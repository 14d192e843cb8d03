//! Channel-group resolution: which curve animates each exported shape key.

use crate::curve::FCurve;
use crate::data::{parse_shape_key_data_path, ActionSlot, ShapeKeySet};
use crate::error::SampleError;
use crate::host::ShapeKeyHost;
use crate::ids::{ObjectId, SlotId};

/// Curves indexed by exported shape-key position; `None` for unanimated keys.
/// Borrowed from the host for the duration of one sampling pass.
#[derive(Clone, Debug, Default, PartialEq)]
pub struct ChannelGroup<'a> {
    pub channels: Vec<Option<&'a FCurve>>,
}

impl<'a> ChannelGroup<'a> {
    /// A group with `len` unanimated channels.
    pub fn unanimated(len: usize) -> Self {
        Self {
            channels: vec![None; len],
        }
    }

    /// Match the slot's shape-key curves against the exported shape keys.
    /// Curves on other data paths are ignored.
    pub fn from_slot(keys: &ShapeKeySet, slot: &'a ActionSlot) -> Self {
        let named: Vec<(&str, &'a FCurve)> = slot
            .fcurves
            .iter()
            .filter_map(|c| parse_shape_key_data_path(&c.data_path).map(|name| (name, c)))
            .collect();
        let channels = keys
            .exported()
            .map(|block| {
                named
                    .iter()
                    .find(|(name, _)| *name == block.name)
                    .map(|(_, c)| *c)
            })
            .collect();
        Self { channels }
    }

    #[inline]
    pub fn len(&self) -> usize {
        self.channels.len()
    }

    #[inline]
    pub fn is_empty(&self) -> bool {
        self.channels.is_empty()
    }

    /// Number of channels backed by a curve.
    pub fn animated_count(&self) -> usize {
        self.channels.iter().filter(|c| c.is_some()).count()
    }

    /// Mask of animated indices.
    pub fn keyed_mask(&self) -> Vec<bool> {
        self.channels.iter().map(Option::is_some).collect()
    }

    /// Evaluate every present curve at `frame`, in channel order.
    pub fn evaluate(&self, frame: f32) -> impl Iterator<Item = f32> + '_ {
        self.channels.iter().flatten().map(move |c| c.evaluate(frame))
    }
}

/// Resolve the channel group for `object`. Without a slot there is nothing to
/// read curves from, so every channel is left unanimated (bake situation).
pub fn resolve_channel_group<'h, H: ShapeKeyHost>(
    host: &'h H,
    object: &ObjectId,
    action_name: Option<&str>,
    slot: Option<&SlotId>,
) -> Result<ChannelGroup<'h>, SampleError> {
    let keys = host.shape_keys(object)?;
    let Some(slot_id) = slot else {
        return Ok(ChannelGroup::unanimated(keys.exported_count()));
    };
    let Some(action) = host.resolved_action(object, action_name).action() else {
        return Ok(ChannelGroup::unanimated(keys.exported_count()));
    };
    let slot = action
        .slot(slot_id)
        .ok_or_else(|| SampleError::UnknownSlot {
            action: action.name.clone(),
            slot: slot_id.clone(),
        })?;
    Ok(ChannelGroup::from_slot(keys, slot))
}
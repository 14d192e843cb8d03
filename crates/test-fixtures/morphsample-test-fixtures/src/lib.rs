//! Shared JSON fixtures for morphsample tests and benches.
//!
//! `fixtures/manifest.json` lists every fixture with its kind and path
//! relative to the `fixtures/` directory.

use std::fs;
use std::path::PathBuf;

use anyhow::{anyhow, Context, Result};
use once_cell::sync::Lazy;
use serde::de::DeserializeOwned;
use serde::Deserialize;

static MANIFEST: Lazy<Vec<FixtureEntry>> = Lazy::new(|| {
    let raw = include_str!("../../../../fixtures/manifest.json");
    let manifest: Manifest = serde_json::from_str(raw).expect("fixtures manifest should parse");
    manifest.fixtures
});

#[derive(Debug, Deserialize)]
struct Manifest {
    fixtures: Vec<FixtureEntry>,
}

#[derive(Debug, Clone, Copy, PartialEq, Eq, Deserialize)]
#[serde(rename_all = "lowercase")]
enum FixtureKind {
    Scene,
    Settings,
}

#[derive(Debug, Deserialize)]
struct FixtureEntry {
    name: String,
    kind: FixtureKind,
    path: String,
}

fn load<T: DeserializeOwned>(kind: FixtureKind, name: &str) -> Result<T> {
    let entry = MANIFEST
        .iter()
        .find(|e| e.kind == kind && e.name == name)
        .ok_or_else(|| anyhow!("unknown {kind:?} fixture '{name}'"))?;
    let path: PathBuf = [env!("CARGO_MANIFEST_DIR"), "../../../fixtures", entry.path.as_str()]
        .iter()
        .collect();
    let text = fs::read_to_string(&path)
        .with_context(|| format!("failed to read fixture at {}", path.display()))?;
    serde_json::from_str(&text).with_context(|| format!("failed to parse JSON fixture {name}"))
}

/// Scene descriptions (objects, shape keys, drivers, actions).
pub mod scenes {
    use super::*;

    pub fn load<T: DeserializeOwned>(name: &str) -> Result<T> {
        super::load(FixtureKind::Scene, name)
    }
}

/// Export settings bundles.
pub mod settings {
    use super::*;

    pub fn load<T: DeserializeOwned>(name: &str) -> Result<T> {
        super::load(FixtureKind::Settings, name)
    }
}
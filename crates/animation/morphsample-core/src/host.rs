//! Capability interface over the host scene.
//!
//! Adapters (a DCC plugin, a test scene) implement [`ShapeKeyHost`] and hand it
//! to the sampler. Queries return tagged results instead of optional chains so
//! the sampler can pick a strategy once per call.

use crate::data::{Action, ShapeKeyDriver, ShapeKeySet};
use crate::error::SampleError;
use crate::ids::{ObjectId, SlotId};

/// Where the shape-key action for a sampling request comes from.
#[derive(Clone, Copy, Debug, PartialEq)]
pub enum ResolvedAction<'a> {
    /// The action requested by name, found in the host's action library.
    Named(&'a Action),
    /// The action currently assigned to the object's shape keys.
    Assigned(&'a Action),
    /// No action is available.
    None,
}

impl<'a> ResolvedAction<'a> {
    pub fn action(&self) -> Option<&'a Action> {
        match *self {
            ResolvedAction::Named(a) | ResolvedAction::Assigned(a) => Some(a),
            ResolvedAction::None => None,
        }
    }
}

/// Drivers that feed the object's shape keys.
#[derive(Clone, Copy, Debug, PartialEq)]
pub enum DriverBinding<'a> {
    None,
    /// Shape keys driven by custom properties; the drivers are listed in
    /// exported shape-key order where present.
    CustomProperty(&'a [ShapeKeyDriver]),
}

impl DriverBinding<'_> {
    #[inline]
    pub fn is_driven(&self) -> bool {
        matches!(self, DriverBinding::CustomProperty(d) if !d.is_empty())
    }
}

/// Read-only view of the host scene needed to sample shape keys.
pub trait ShapeKeyHost {
    /// Shape keys of `object`.
    ///
    /// Fails with [`SampleError::UnknownObject`] or [`SampleError::NoShapeKeys`].
    fn shape_keys(&self, object: &ObjectId) -> Result<&ShapeKeySet, SampleError>;

    /// Custom-property drivers on the object's shape keys.
    fn driver(&self, object: &ObjectId) -> DriverBinding<'_>;

    /// Resolve the action to read curves from: the named one if the library has
    /// it, else the object's assigned shape-key action.
    fn resolved_action(&self, object: &ObjectId, action_name: Option<&str>) -> ResolvedAction<'_>;

    /// Evaluate every exported shape key of `object` at `frame`, drivers applied,
    /// in exported order. This is the per-frame bake.
    fn evaluate_shape_keys(
        &self,
        object: &ObjectId,
        action_name: Option<&str>,
        slot: Option<&SlotId>,
        frame: f32,
    ) -> Result<Vec<f32>, SampleError>;

    /// Whether `object` has shape keys that are animated by an action or a driver.
    fn has_shape_key_animation(&self, object: &ObjectId) -> bool {
        self.shape_keys(object).is_ok()
            && (self.driver(object).is_driven()
                || self.resolved_action(object, None).action().is_some())
    }
}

Exercise directions. All lines of the data above must be repeated exactly.

Output of the task.
repository 14d192e843cb8d03
//! Channel-group resolution: which curve animates each exported shape key.

use crate::curve::FCurve;
use crate::data::{parse_shape_key_data_path, ActionSlot, ShapeKeySet};
use crate::error::SampleError;
use crate::host::ShapeKeyHost;
use crate::ids::{ObjectId, SlotId};

/// Curves indexed by exported shape-key position; `None` for unanimated keys.
/// Borrowed from the host for the duration of one sampling pass.
#[derive(Clone, Debug, Default, PartialEq)]
pub struct ChannelGroup<'a> {
    pub channels: Vec<Option<&'a FCurve>>,
}

impl<'a> ChannelGroup<'a> {
    /// A group with `len` unanimated channels.
    pub fn unanimated(len: usize) -> Self {
        Self {
            channels: vec![None; len],
        }
    }

    /// Match the slot's shape-key curves against the exported shape keys.
    /// Curves on other data paths are ignored.
    pub fn from_slot(keys: &ShapeKeySet, slot: &'a ActionSlot) -> Self {
        let named: Vec<(&str, &'a FCurve)> = slot
            .fcurves
            .iter()
            .filter_map(|c| parse_shape_key_data_path(&c.data_path).map(|name| (name, c)))
            .collect();
        let channels = keys
            .exported()
            .map(|block| {
                named
                    .iter()
                    .find(|(name, _)| *name == block.name)
                    .map(|(_, c)| *c)
            })
            .collect();
        Self { channels }
    }

    #[inline]
    pub fn len(&self) -> usize {
        self.channels.len()
    }

    #[inline]
    pub fn is_empty(&self) -> bool {
        self.channels.is_empty()
    }

    /// Number of channels backed by a curve.
    pub fn animated_count(&self) -> usize {
        self.channels.iter().filter(|c| c.is_some()).count()
    }

    /// Mask of animated indices.
    pub fn keyed_mask(&self) -> Vec<bool> {
        self.channels.iter().map(Option::is_some).collect()
    }

    /// Evaluate every present curve at `frame`, in channel order.
    pub fn evaluate(&self, frame: f32) -> impl Iterator<Item = f32> + '_ {
        self.channels.iter().flatten().map(move |c| c.evaluate(frame))
    }
}

/// Resolve the channel group for `object`. Without a slot there is nothing to
/// read curves from, so every channel is left unanimated (bake situation).
pub fn resolve_channel_group<'h, H: ShapeKeyHost>(
    host: &'h H,
    object: &ObjectId,
    action_name: Option<&str>,
    slot: Option<&SlotId>,
) -> Result<ChannelGroup<'h>, SampleError> {
    let keys = host.shape_keys(object)?;
    let Some(slot_id) = slot else {
        return Ok(ChannelGroup::unanimated(keys.exported_count()));
    };
    let Some(action) = host.resolved_action(object, action_name).action() else {
        return Ok(ChannelGroup::unanimated(keys.exported_count()));
    };
    let slot = action
        .slot(slot_id)
        .ok_or_else(|| SampleError::UnknownSlot {
            action: action.name.clone(),
            slot: slot_id.clone(),
        })?;
    Ok(ChannelGroup::from_slot(keys, slot))
}
repository 14d192e843cb8d03
filename crates/test-fixtures/morphsample-test-fixtures/src/lib.rs
//! Shared JSON fixtures for morphsample tests and benches.
//!
//! `fixtures/manifest.json` lists every fixture with its kind and path
//! relative to the `fixtures/` directory.

use std::fs;
use std::path::PathBuf;

use anyhow::{anyhow, Context, Result};
use once_cell::sync::Lazy;
use serde::de::DeserializeOwned;
use serde::Deserialize;

static MANIFEST: Lazy<Vec<FixtureEntry>> = Lazy::new(|| {
    let raw = include_str!("../../../../fixtures/manifest.json");
    let manifest: Manifest = serde_json::from_str(raw).expect("fixtures manifest should parse");
    manifest.fixtures
});

#[derive(Debug, Deserialize)]
struct Manifest {
    fixtures: Vec<FixtureEntry>,
}

#[derive(Debug, Clone, Copy, PartialEq, Eq, Deserialize)]
#[serde(rename_all = "lowercase")]
enum FixtureKind {
    Scene,
    Settings,
}

#[derive(Debug, Deserialize)]
struct FixtureEntry {
    name: String,
    kind: FixtureKind,
    path: String,
}

fn load<T: DeserializeOwned>(kind: FixtureKind, name: &str) -> Result<T> {
    let entry = MANIFEST
        .iter()
        .find(|e| e.kind == kind && e.name == name)
        .ok_or_else(|| anyhow!("unknown {kind:?} fixture '{name}'"))?;
    let path: PathBuf = [env!("CARGO_MANIFEST_DIR"), "../../../fixtures", entry.path.as_str()]
        .iter()
        .collect();
    let text = fs::read_to_string(&path)
        .with_context(|| format!("failed to read fixture at {}", path.display()))?;
    serde_json::from_str(&text).with_context(|| format!("failed to parse JSON fixture {name}"))
}

/// Scene descriptions (objects, shape keys, drivers, actions).
pub mod scenes {
    use super::*;

    pub fn load<T: DeserializeOwned>(name: &str) -> Result<T> {
        super::load(FixtureKind::Scene, name)
    }
}

/// Export settings bundles.
pub mod settings {
    use super::*;

    pub fn load<T: DeserializeOwned>(name: &str) -> Result<T> {
        super::load(FixtureKind::Settings, name)
    }
}
filename crates/animation/morphsample-core/src/host.rs
//! Capability interface over the host scene.
//!
//! Adapters (a DCC plugin, a test scene) implement [`ShapeKeyHost`] and hand it
//! to the sampler. Queries return tagged results instead of optional chains so
//! the sampler can pick a strategy once per call.

use crate::data::{Action, ShapeKeyDriver, ShapeKeySet};
use crate::error::SampleError;
use crate::ids::{ObjectId, SlotId};

/// Where the shape-key action for a sampling request comes from.
#[derive(Clone, Copy, Debug, PartialEq)]
pub enum ResolvedAction<'a> {
    /// The action requested by name, found in the host's action library.
    Named(&'a Action),
    /// The action currently assigned to the object's shape keys.
    Assigned(&'a Action),
    /// No action is available.
    None,
}

impl<'a> ResolvedAction<'a> {
    pub fn action(&self) -> Option<&'a Action> {
        match *self {
            ResolvedAction::Named(a) | ResolvedAction::Assigned(a) => Some(a),
            ResolvedAction::None => None,
        }
    }
}

/// Drivers that feed the object's shape keys.
#[derive(Clone, Copy, Debug, PartialEq)]
pub enum DriverBinding<'a> {
    None,
    /// Shape keys driven by custom properties; the drivers are listed in
    /// exported shape-key order where present.
    CustomProperty(&'a [ShapeKeyDriver]),
}

impl DriverBinding<'_> {
    #[inline]
    pub fn is_driven(&self) -> bool {
        matches!(self, DriverBinding::CustomProperty(d) if !d.is_empty())
    }
}

/// Read-only view of the host scene needed to sample shape keys.
pub trait ShapeKeyHost {
    /// Shape keys of `object`.
    ///
    /// Fails with [`SampleError::UnknownObject`] or [`SampleError::NoShapeKeys`].
    fn shape_keys(&self, object: &ObjectId) -> Result<&ShapeKeySet, SampleError>;

    /// Custom-property drivers on the object's shape keys.
    fn driver(&self, object: &ObjectId) -> DriverBinding<'_>;

    /// Resolve the action to read curves from: the named one if the library has
    /// it, else the object's assigned shape-key action.
    fn resolved_action(&self, object: &ObjectId, action_name: Option<&str>) -> ResolvedAction<'_>;

    /// Evaluate every exported shape key of `object` at `frame`, drivers applied,
    /// in exported order. This is the per-frame bake.
    fn evaluate_shape_keys(
        &self,
        object: &ObjectId,
        action_name: Option<&str>,
        slot: Option<&SlotId>,
        frame: f32,
    ) -> Result<Vec<f32>, SampleError>;

    /// Whether `object` has shape keys that are animated by an action or a driver.
    fn has_shape_key_animation(&self, object: &ObjectId) -> bool {
        self.shape_keys(object).is_ok()
            && (self.driver(object).is_driven()
                || self.resolved_action(object, None).action().is_some())
    }
}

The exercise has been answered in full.